Heterogeneity in human brain clearance adds resilience against tauopathy – a computational model informed by glymphatic MRI

Neurotoxic protein fragments such as amyloid-beta and tau accumulate in characteristic staging patterns in Alzheimer’s disease (AD). The brain clears such metabolic substances via multiple different systems, including via the glymphatic (extracellular/extravascular) pathway. Here, we ask how the distinct features that characterize human glymphatic function would affect the prion-like cascade of protein invasion associated with AD. To address this question, we extract and analyze individual clearance rates from human glymphatic MRI (gMRI) data sets. These clearance rates define subject-specific maps of glymphatic clearance that vary both across cortical lobes and Braak staging regions.

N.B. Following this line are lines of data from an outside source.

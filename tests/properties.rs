use forumdown::{Converter, markdown_to_html, sanitizer};
use proptest::prelude::*;

proptest! {
    #[test]
    fn plain_words_become_one_paragraph(text in "[a-zA-Z0-9]{1,12}( [a-zA-Z0-9]{1,12}){0,8}") {
        prop_assert_eq!(markdown_to_html(&text), format!("<p>{}</p>", text));
    }

    #[test]
    fn tilde_and_dollar_survive(text in "[a-z]{1,8}([ ~$][a-z~$]{1,8}){0,6}") {
        prop_assert_eq!(markdown_to_html(&text), format!("<p>{}</p>", text));
    }

    #[test]
    fn no_marker_leaks(text in "[a-z *_\\[\\]()#>\n-]{0,64}") {
        let html = markdown_to_html(&text);
        prop_assert!(!html.contains('~'), "marker leaked from {:?}: {:?}", text, html);
    }

    #[test]
    fn conversion_never_panics(text in "\\PC{0,200}") {
        let _ = markdown_to_html(&text);
        let _ = Converter::sanitizing().convert(&text);
    }

    #[test]
    fn sanitized_output_is_stable(text in "[a-z<>/\" =*\n]{0,80}") {
        let once = sanitizer::sanitize_html(&text);
        prop_assert_eq!(sanitizer::sanitize_html(&once), once.clone());
    }
}
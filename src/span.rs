//! Span gamut: passes that work inside a single block of text
use fancy_regex::Regex as FancyRegex;
use regex::{Captures, Regex};
use std::sync::LazyLock;

use crate::converter::ConversionContext;
use crate::escape;
use crate::hooks::HookPoint;
use crate::pattern::{self, group};

// Runs of N backticks, closed by exactly N more
static CODE_SPAN: LazyLock<FancyRegex> =
    LazyLock::new(|| FancyRegex::new(r"(?m)(^|[^\\])(`+)([^\r]*?[^`])\2(?!`)").unwrap());

/// An HTML tag or comment
static TAG_OR_COMMENT: LazyLock<Regex> = LazyLock::new(|| {
    Regex::new(r#"(?i)(<[a-z/!$]("[^"]*"|'[^']*'|[^'">])*>|<!(--(?:(?:[^>-]|-[^>])(?:[^-]|-[^-])*)?--)>)"#).unwrap()
});

static CODE_TAG_IN_TAG: LazyLock<FancyRegex> = LazyLock::new(|| FancyRegex::new(r"(.)</?code>(?=.)").unwrap());

static ESCAPED_BACKSLASH: LazyLock<Regex> = LazyLock::new(|| Regex::new(r"\\\\").unwrap());
static BACKSLASH_ESCAPE: LazyLock<Regex> = LazyLock::new(|| Regex::new(r"\\([`*_{}\[\]()>#+\-.!])").unwrap());

// ![alt][id]
static REFERENCE_IMAGE: LazyLock<Regex> =
    LazyLock::new(|| Regex::new(r"(!\[(.*?)\][ ]?(?:\n[ ]*)?\[(.*?)\])").unwrap());

// ![alt](url "title")
//   $1: whole, $2: alt, $3: url, $6: title
static INLINE_IMAGE: LazyLock<FancyRegex> = LazyLock::new(|| {
    FancyRegex::new(r#"(!\[(.*?)\]\s?\([ \t]*<?(\S+?)>?[ \t]*((['"])(.*?)\5[ \t]*)?\))"#).unwrap()
});

// [text][id], the text may hold one level of nested brackets
static REFERENCE_ANCHOR: LazyLock<Regex> =
    LazyLock::new(|| Regex::new(r"(\[((?:\[[^\]]*\]|[^\[\]])*)\][ ]?(?:\n[ ]*)?\[(.*?)\])").unwrap());

// [text](url "title"), the url may hold one level of balanced parens
//   $1: whole, $2: text, $3: url, $6: title
static INLINE_ANCHOR: LazyLock<FancyRegex> = LazyLock::new(|| {
    FancyRegex::new(
        r#"(\[((?:\[[^\]]*\]|[^\[\]])*)\]\([ \t]*<?((?:\([^)]*\)|[^()\s])*?)>?[ \t]*((['"])(.*?)\5[ \t]*)?\))"#,
    )
    .unwrap()
});

// [text]
static SHORTCUT_ANCHOR: LazyLock<Regex> = LazyLock::new(|| Regex::new(r"(\[([^\[\]]+)\])").unwrap());

static EMPTY_PARENS: LazyLock<Regex> = LazyLock::new(|| Regex::new(r"\(\s*\)$").unwrap());

static BARE_URL: LazyLock<Regex> = LazyLock::new(|| {
    Regex::new(r"(?i)(^|\s)(https?|ftp)(://[-A-Z0-9+&@#/%?=~_|\[\]()!:,.;]*[-A-Z0-9+&@#/%=~_|\[\]])($|\W)").unwrap()
});
static ANGLE_URL: LazyLock<Regex> = LazyLock::new(|| Regex::new(r#"(?i)<((https?|ftp):[^'">\s]+)>"#).unwrap());
static ANGLE_EMAIL: LazyLock<Regex> = LazyLock::new(|| {
    Regex::new(r"(?i)<(?:mailto:)?([-.\w~]+@[-a-z0-9]+(?:\.[-a-z0-9]+)*\.[a-z]+)>").unwrap()
});

static STRONG: LazyLock<FancyRegex> = LazyLock::new(|| {
    FancyRegex::new(r"([\W_]|^)(\*\*|__)(?=\S)([^\r]*?\S[*_]*)\2([\W_]|$)").unwrap()
});
static EMPHASIS: LazyLock<FancyRegex> =
    LazyLock::new(|| FancyRegex::new(r"([\W_]|^)(\*|_)(?=\S)([^\r*_]*?\S)\2([\W_]|$)").unwrap());

static HARD_BREAK: LazyLock<Regex> = LazyLock::new(|| Regex::new(r"  +\n").unwrap());

impl ConversionContext<'_> {
    /// Run every span-level pass over `text`, in order.
    pub(crate) fn run_span_gamut(&self, text: &str) -> String {
        let text = do_code_spans(text);
        let text = escape_special_chars_within_tag_attributes(&text);
        let text = encode_backslash_escapes(&text);

        // images first: `![foo][f]` also looks like an anchor
        let text = self.do_images(&text);
        let text = self.do_anchors(&text);

        // after anchors, which accept <url> as their destination
        let text = self.do_auto_links(&text);
        let text = text.replace("~P", "://");

        let text = escape::encode_amps_and_angles(&text);
        let text = do_italics_and_bold(&text);
        HARD_BREAK.replace_all(&text, " <br>\n").into_owned()
    }

    fn do_images(&self, text: &str) -> String {
        let text = REFERENCE_IMAGE.replace_all(text, |caps: &Captures| {
            self.write_image_tag(&caps[1], &caps[2], &caps[3], "", "")
        });
        pattern::replace_all(&INLINE_IMAGE, &text, |caps| {
            self.write_image_tag(group(caps, 1), group(caps, 2), "", group(caps, 3), group(caps, 6))
        })
    }

    fn write_image_tag(&self, whole: &str, alt: &str, link_id: &str, url: &str, title: &str) -> String {
        let mut url = url.to_string();
        let mut title = title.to_string();

        if url.is_empty() {
            let id = if link_id.is_empty() { alt } else { link_id };
            let Some(reference) = self.lookup_link(id) else {
                return whole.to_string();
            };
            url.clone_from(&reference.url);
            if let Some(reference_title) = &reference.title {
                title.clone_from(reference_title);
            }
        }

        let alt = escape::escape_characters(&escape::attribute_encode(alt), "*_[]()").replace("://", "~P");
        let url = escape::escape_characters(&escape::encode_problem_url_chars(&url), "*_");
        let mut html = format!("<img src=\"{url}\" alt=\"{alt}\"");
        if !title.is_empty() {
            let title = escape::escape_characters(&escape::attribute_encode(&title), "*_");
            html.push_str(&format!(" title=\"{title}\""));
        }
        html.push_str(" />");
        html
    }

    fn do_anchors(&self, text: &str) -> String {
        let text = REFERENCE_ANCHOR.replace_all(text, |caps: &Captures| {
            self.write_anchor_tag(&caps[1], &caps[2], &caps[3], "", "")
        });
        let text = pattern::replace_all(&INLINE_ANCHOR, &text, |caps| {
            self.write_anchor_tag(group(caps, 1), group(caps, 2), "", group(caps, 3), group(caps, 6))
        });
        SHORTCUT_ANCHOR
            .replace_all(&text, |caps: &Captures| {
                self.write_anchor_tag(&caps[1], &caps[2], "", "", "")
            })
            .into_owned()
    }

    fn write_anchor_tag(&self, whole: &str, link_text: &str, link_id: &str, url: &str, title: &str) -> String {
        let mut url = url.to_string();
        let mut title = title.to_string();

        if url.is_empty() {
            let id = if link_id.is_empty() { link_text } else { link_id };
            match self.lookup_link(id) {
                Some(reference) => {
                    url.clone_from(&reference.url);
                    if let Some(reference_title) = &reference.title {
                        title.clone_from(reference_title);
                    }
                }
                // `[text]()` links to the empty url
                None if EMPTY_PARENS.is_match(whole) => {}
                None => return whole.to_string(),
            }
        }

        let url = escape::escape_characters(&escape::encode_problem_url_chars(&url), "*_");
        let mut html = format!("<a href=\"{url}\"");
        if !title.is_empty() {
            let title = escape::escape_characters(&escape::attribute_encode(&title), "*_");
            html.push_str(&format!(" title=\"{title}\""));
        }
        // hide `://` so the link text is not autolinked again
        html.push('>');
        html.push_str(&link_text.replace("://", "~P"));
        html.push_str("</a>");
        html
    }

    fn do_auto_links(&self, text: &str) -> String {
        // bare urls get angle brackets, then every <url> becomes a link
        let text = BARE_URL.replace_all(text, "${1}<${2}${3}>${4}");
        let text = ANGLE_URL.replace_all(&text, |caps: &Captures| {
            let url = &caps[1];
            let href = escape::escape_characters(&escape::attribute_encode(url), "*_");
            let label = self.hooks.run(HookPoint::PlainLinkText, url);
            format!("<a href=\"{href}\">{}</a>", escape::escape_characters(&label, "*_"))
        });

        if !self.options.email_autolinks {
            return text.into_owned();
        }
        ANGLE_EMAIL
            .replace_all(&text, |caps: &Captures| {
                let address = escape::escape_characters(&caps[1], "*_");
                format!("<a href=\"mailto:{address}\">{address}</a>")
            })
            .into_owned()
    }
}

fn do_code_spans(text: &str) -> String {
    pattern::replace_all(&CODE_SPAN, text, |caps| {
        let code = group(caps, 3).trim_matches([' ', '\t']);
        let code = escape::encode_code(code).replace("://", "~P");
        format!("{}<code>{code}</code>", group(caps, 1))
    })
}

/// Inside tags, `\`, `` ` ``, `*` and `_` are attribute text, not Markdown.
/// Comments also protect `/` so urls in them are not autolinked.
fn escape_special_chars_within_tag_attributes(text: &str) -> String {
    TAG_OR_COMMENT
        .replace_all(text, |caps: &Captures| {
            let tag = &caps[0];
            let chars = if tag.starts_with("<!") { "\\`*_/" } else { "\\`*_" };
            let tag = pattern::replace_all(&CODE_TAG_IN_TAG, tag, |caps| format!("{}`", group(caps, 1)));
            escape::escape_characters(&tag, chars)
        })
        .into_owned()
}

fn encode_backslash_escapes(text: &str) -> String {
    let text = ESCAPED_BACKSLASH.replace_all(text, escape::escape_code('\\'));
    BACKSLASH_ESCAPE
        .replace_all(&text, |caps: &Captures| {
            caps[1].chars().map(escape::escape_code).collect::<String>()
        })
        .into_owned()
}

fn do_italics_and_bold(text: &str) -> String {
    // <strong> must go first
    let text = pattern::replace_all(&STRONG, text, |caps| {
        format!("{}<strong>{}</strong>{}", group(caps, 1), group(caps, 3), group(caps, 4))
    });
    pattern::replace_all(&EMPHASIS, &text, |caps| {
        format!("{}<em>{}</em>{}", group(caps, 1), group(caps, 3), group(caps, 4))
    })
}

We apply these clearance maps as initial states in a computational network model linking misfolded proteins, tissue damage, and local clearance to simulate a series of individual proteinopathy trajectories. Our results show that the spatial heterogeneity in initial clearance induces characteristic propagation patterns, delaying and redirecting the disease progression. Moreover, reducing this spatial heterogeneity accelerates disease progression and induces staging patterns typically associated with AD. A comparison between well-rested subjects and subjects who underwent a single night of sleep deprivation did not reveal differences in initial clearance maps nor in simulated disease progression. These findings suggest that spatial heterogeneity in brain clearance may be a key factor for neurodegenerative resilience.